* * *
В качестве иллюстрации к сказанному приведу несколько беглых наблюдений, набросков с изображениями местностей и пр. Моя тема так значительна, что я не боюсь повторяться.
После некоторого отсутствия я снова (сентябрь 1870) в Нью-Йорке и в Бруклине. Я поселился здесь на несколько недель моих каникул. Великолепие и живописность этих двух городов, их океаноподобный простор и грохот, ни с чем не сравнимое их местоположение, новые высокие здания, реки и бухта, сверкание морских приливов, фасады из железа и мрамора, развевающиеся флаги, бесчисленные корабли, шумные улицы, Бродвей, тяжёлый, глухой, музыкальный, несмолкающий и ночью гул, маклерские конторы, богатые магазины, верфи, грандиозный Центральный парк и холмистый парк Бруклина. Я брожу среди этих холмов в великолепные осенние дни, размышляя, вникая, впитывая в себя впечатления толпы горожан, разговоры, куплю-продажу, вечерние развлечения, пригороды — всё это вполне насыщает меня ощущениями мощи, избытка жизненных сил и движения, возбуждает во мне непрерывный восторг и вполне удовлетворяет и мои аппетиты и мой эстетический вкус. Особенно когда я переправляюсь на пароходике через Северную или Восточную реку или провожу время с лоцманами в их прибрежных домах, когда я толкаюсь на Уолл-стрит [65]или на — золотой бирже (да позволено мне будет признаться в моих личных привязанностях), я чувствую всё больше и больше, что не одна только природа величественна своими полями, просторами, бурями, зрелищами дней и ночей, горами, лесами и т. д.
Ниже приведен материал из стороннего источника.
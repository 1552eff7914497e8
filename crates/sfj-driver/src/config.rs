/// Configuration for a batch run of the journal driver.
///
/// ```text
/// ┌────────────────┬────────────────────────────────────────────────┐
/// │ Field          │ Purpose                                        │
/// ├────────────────┼────────────────────────────────────────────────┤
/// │ output_prefix  │ Subdirectory under the output bucket for JSONL  │
/// │ concurrency    │ Max journals driven in parallel                │
/// │ verbose        │ Emit a per-journal log line, not just a summary │
/// └────────────────┴────────────────────────────────────────────────┘
/// ```
#[derive(Debug, Clone)]
pub struct DriverConfig {
    /// Output path prefix for decoded JSONL files, joined under the
    /// output bucket: `<output_bucket>/<output_prefix>/<journal>.jsonl`.
    pub output_prefix: String,

    /// Maximum number of journals driven concurrently.
    pub concurrency: usize,

    /// Emit one log line per journal in addition to the final summary.
    pub verbose: bool,
}

impl Default for DriverConfig {
    /// `decoded/` output prefix, one task per available core, verbose
    /// per-journal logging on.
    fn default() -> Self {
        Self {
            output_prefix: "decoded/".to_string(),
            concurrency: std::thread::available_parallelism()
                .map(std::num::NonZeroUsize::get)
                .unwrap_or(4),
            verbose: true,
        }
    }
}
/// Implementation of `sfj decode`.
///
/// Enumerates the journals under `<SOURCE>` (a single file, or every
/// regular file directly inside a directory), drives each one through
/// `sfj-driver`, and writes one `<output-bucket>/<output-prefix>/<name>.jsonl`
/// file per journal. Per-journal decode failures are reported in the
/// batch summary printed at the end; they never change the process exit
/// code — only a setup failure (can't read the source, can't create the
/// output directory) does.
use std::fs::{self, File};
use std::path::PathBuf;
use std::sync::Arc;

use anyhow::{Context, Result};
use sfj_driver::{drive_many, DriverConfig, JsonlSink, LocalFileJournalSource};

#[derive(clap::Args)]
pub struct DecodeArgs {
    /// A single journal file, or a directory containing journal files.
    pub source: PathBuf,

    /// Directory decoded JSONL files are written under.
    #[arg(long)]
    pub output_bucket: PathBuf,

    /// Subdirectory of `--output-bucket` the JSONL files land in.
    #[arg(long, default_value = "decoded/")]
    pub output_prefix: String,

    /// Emit one log line per journal in addition to the final summary.
    #[arg(short, long)]
    pub verbose: bool,
}

pub fn run(args: &DecodeArgs) -> Result<()> {
    if args.verbose {
        tracing_subscriber::fmt()
            .with_env_filter(tracing_subscriber::EnvFilter::from_default_env())
            .init();
    }

    let sources: Vec<Arc<dyn sfj_driver::JournalSource>> = if args.source.is_dir() {
        LocalFileJournalSource::list_dir(&args.source)
            .with_context(|| format!("cannot list journals in {}", args.source.display()))?
            .into_iter()
            .map(|s| Arc::new(s) as Arc<dyn sfj_driver::JournalSource>)
            .collect()
    } else {
        vec![Arc::new(LocalFileJournalSource::new(&args.source))]
    };

    let output_dir = args.output_bucket.join(&args.output_prefix);
    fs::create_dir_all(&output_dir)
        .with_context(|| format!("cannot create output directory {}", output_dir.display()))?;

    let config = DriverConfig {
        output_prefix: args.output_prefix.clone(),
        verbose: args.verbose,
        ..DriverConfig::default()
    };

    let output_dir_for_sink = output_dir.clone();
    let runtime = tokio::runtime::Runtime::new().context("cannot start async runtime")?;
    let summary = runtime
        .block_on(drive_many(sources, &config, move |name| {
            let path = output_dir_for_sink.join(format!("{name}.jsonl"));
            let file = File::create(&path).map_err(|source| sfj_driver::DriverError::CreateSink {
                path: path.clone(),
                source,
            })?;
            Ok(JsonlSink::new(file))
        }))
        .context("decode batch failed")?;

    println!(
        "decoded {} journal(s), {} event(s), {} failed",
        summary.journals, summary.events, summary.failed
    );

    Ok(())
}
Творчество, искусство человека может быть так же величественно разнообразием хитроумных изобретений, улиц, товаров, кораблей: великолепны спешащие, лихорадочные электрические толпы людей в проявлении своего многообразного делового гения (отнюдь не худшего гения среди всех остальных), величаво могущество тех неисчислимых и пёстрых богатств, которые сосредоточены здесь.
Но, закрыв глаза на это поверхностное, внешнее впечатление и сурово отвергнув его, всмотримся в то единственное, что имеет значение, всмотримся в Человеческую Личность. Внимательно изучая её, мы задаём вопрос: существуют ли на самом деле мужчины, достойные этого имени? Существуют ли атлеты? Где совершенные женщины, которые были бы подстать нашим материальным роскошествам? Окружает ли нас атмосфера прекрасных нравов, прекрасного быта? Где милые юноши и величавые старцы? Есть ли у нас искусства, достойные нашей свободы и наших народных богатств? Существует ли культура нравственная и религиозная, единственное оправдание большой материальной культуры? Признайтесь, что для строгого глаза, смотрящего на человечество сквозь нравственный микроскоп, все эти города, кишащие ничтожными гротесками, калеками, призраками, бессмысленно кривляющимися шутами, представляются какой-то выжженной, гладкой Сахарой. В лавке, на улице, в церкви, в театре, в пивной, в канцелярии — всюду легкомыслие, пошлость, гнусное лукавство, предательство, всюду фатоватая, хилая, чванная, преждевременно созревшая юность, всюду чрезмерная похоть, нездоровые тела, мужские и женские, подкрашенные, подмалёванные, в шиньонах, грязный цвет лица, испорченная кровь, способность к материнству прекращается или уже прекратилась, вульгарные понятия о красоте, дурные манеры или, вернее, полное отсутствие манер, какого, пожалуй, не найти во всём мире.
Чтобы снова вдохнуть в этот плачевный порядок вещей здоровую и героическую жизнь, нужна новая литература, способная не только отражать или копировать внешность, не только угождать, как проститутка, тому, что называется вкусом, не только забавлять для пустого препровождения времени, не только прославлять лишь изысканное, стародавнее, изящное, не только выставлять напоказ свою умелую технику, ловкую грамматику, ритмику, нужна литература, изображающая то, что под спудом, проникнутая религией, идущая в ногу с наукой, властно и умело справляющаяся со стихиями и силами жизни, способная дать уроки и нужную тренировку мужчинам и — что важнее, ценнее всего — освободить женщину из этих невероятных клещей глупости, модных тряпок, худосочного опустошения души, нужна литература, могущая создать для Штатов сильное, прекрасное племя Матерей…
* * *
Наша политическая демократия есть основание будущей литературы, будущего творчества. Посмотрим же беглым задушевным взглядом, в чём заключается её естество и как она возникла. Конечно, мы скоро увидим, что эта идея находится в постоянном разладе с другой — с идеей индивидуализма, обособленной личности. Но ведь только благодаря демократии, когда она могуча и цветуща, бывает обеспечен простор для отдельной личности, для индивидуализма. Демократия и личность — два противоположных явления, но мы должны согласовать, примирить их.